Кончак-мерген, не таясь, стоял посереди улицы с полуподнятым луком, и, как только здоровенный сарацин, покрытый пылью и кровью, сочащейся из поцарапанного плеча, вылетел из дверного проёма, выстрелил ему прямо в лицо. Тяжёлая татарская стрела снесла нижнюю челюсть, зубы брызнули во все стороны как белая костяная шрапнель. Ещё не осознав потери, гонимый яростью и страхом, изуродованный сарацин бросился на сотника. Кончак-мерген засмеялся, глядя, как болтается из стороны в сторону длинный красный язык раненого, почти достающий до середины груди, мгновенно вскинул лук и практически в упор выстрелил в атакующего. Сарацина отбросило к стене, насквозь пробившая грудину стрела сломалась под тяжестью падающего тела, и это был последний чёткий звук. В следующую же секунду всё вокруг наполнилось криками ярости и ужаса, слившимися в один бурлящий звуковой коктейль.
Золотая сотня выбивала заговорщиков из здания, а бутанские стрелки мгновенно нашпиговывали десятками стрел каждого сарацина, пытавшегося вырваться из ловушки. Через несколько минут всё было окончено.
Вечно суетливый Тайду даже не успел как следует встряхнуться и осознать, что случилось. Две глухие чёрные арбы, облицованные металлической плиткой, споро подъехали к таверне, нухуры вынесли несколько полуживых сарацин, крепко привязанных к копьям, и забросили внутрь повозок. Ещё через мгновение подъехала труповозка, и с десяток крепких бойцов начали быстро подносить к ней убитых сарацин. Рослый малый бросал беглый взгляд на трупы и кованым клевцом наносил каждому точный прощальный удар в основание черепа, после чего два краснолицых здоровяка уже швыряли тело в глубь повозки.
Марко не видел всего этого. Погружённый в глубокий сон, он лежал распятым на ремнях чудо-машины, под наблюдением двоих молодых стражников, поминутно зевавших, глядя, как юноша выводит носом рулады. Часами смотреть на неподвижно спящего — не самое интересное занятие на свете. Но Марко не просто спал…

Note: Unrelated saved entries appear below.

use std::{env, sync::Arc};

use cqrs_es::{persist::PersistedEventStore, CqrsFramework, EventStore};
use dynamo_es::{DynamoEventRepository, DynamoViewRepository};

use super::{index::DynamoRequestIndex, Query, Request, Services, ViewRepo};

pub type RequestCqrs = CqrsFramework<Request, PersistedEventStore<DynamoEventRepository, Request>>;

/// Builds the framework over any event store, with the view projection attached.
pub fn framework<ES>(store: ES, repo: ViewRepo, services: Services) -> CqrsFramework<Request, ES>
where
    ES: EventStore<Request>,
{
    let query = Box::new(Query::new(repo));

    CqrsFramework::new(store, vec![query], services)
}

pub fn init(
    client: aws_sdk_dynamodb::Client,
    repo: ViewRepo,
    services: Services,
) -> Arc<RequestCqrs> {
    let event_log_table = env::var("DYNAMODB_EVENT_LOG_TABLE")
        .unwrap_or("medifast-event-log".to_string());

    let event_snapshots_table = env::var("DYNAMODB_EVENT_SNAPSHOTS_TABLE")
        .unwrap_or("medifast-event-snapshots".to_string());

    let store: PersistedEventStore<DynamoEventRepository, Request> =
        PersistedEventStore::new_snapshot_store(
            DynamoEventRepository::new(client)
                .with_tables(&event_log_table, &event_snapshots_table),
            5,
        );

    Arc::new(framework(store, repo, services))
}

fn view_table() -> String {
    env::var("DYNAMODB_REQUESTS_VIEW_TABLE").unwrap_or("medifast-requests-view".to_string())
}

pub fn init_repo(client: aws_sdk_dynamodb::Client) -> ViewRepo {
    Arc::new(DynamoViewRepository::new(&view_table(), client))
}

pub fn init_index(client: aws_sdk_dynamodb::Client) -> Arc<DynamoRequestIndex> {
    Arc::new(DynamoRequestIndex::new(client, view_table()))
}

Чжао Шестой, по прозванию Полосатый, тоже не видел той битвы. Ему было не до того. Как только Золотая сотня вихрем пронеслась мимо его скромной хибары, которую он величаво называл постом, стражник погрузился в привычную рутину: окончил дежурный досмотр арбы со свежей рыбой, переложенной травой со льдом. Сначала он, конечно, удивился, с чего бы это ханским нухурам появляться в этом богом забытом углу дворцовой территории, удивление даже на минуту грозило перейти в испуг, но Золотая сотня растворилась в дорожной пыли так же быстро, как и появилась. Чжао лишь успел обратить внимание, что стражники обернули тряпками копыта своих коней, поэтому летели почти бесшумно. Он бы ещё порассуждал на эту тему сам с собой, выдвигая и опровергая одну версию немыслимей другой, но тут хозяин арбы начал артачиться, повёл себя непочтительно, и пришлось переворошить весь немалый груз, на что ушло почти два часа. Каждую рыбину Чжао доставал из травяного куколя, щупал ей вялое брюхо, гнул, пытаясь найти стилет или какое другое оружие в гибком рыбьем теле, потом бросал рыбину наземь, с удовольствием глядя, как хозяин арбы тихо матерится, поднимая брошенное и снова тщательно упаковывая и оборачивая в ледяную крошку, уже начавшую сочиться водой. Теперь покрасневшие руки Чжао ныли от невыносимого холода, а вся одежда насквозь пропиталась въедливым рыбным запахом, который с каждой минутой становился всё невыносимей, так как рыбья слизь быстро кисла на солнце.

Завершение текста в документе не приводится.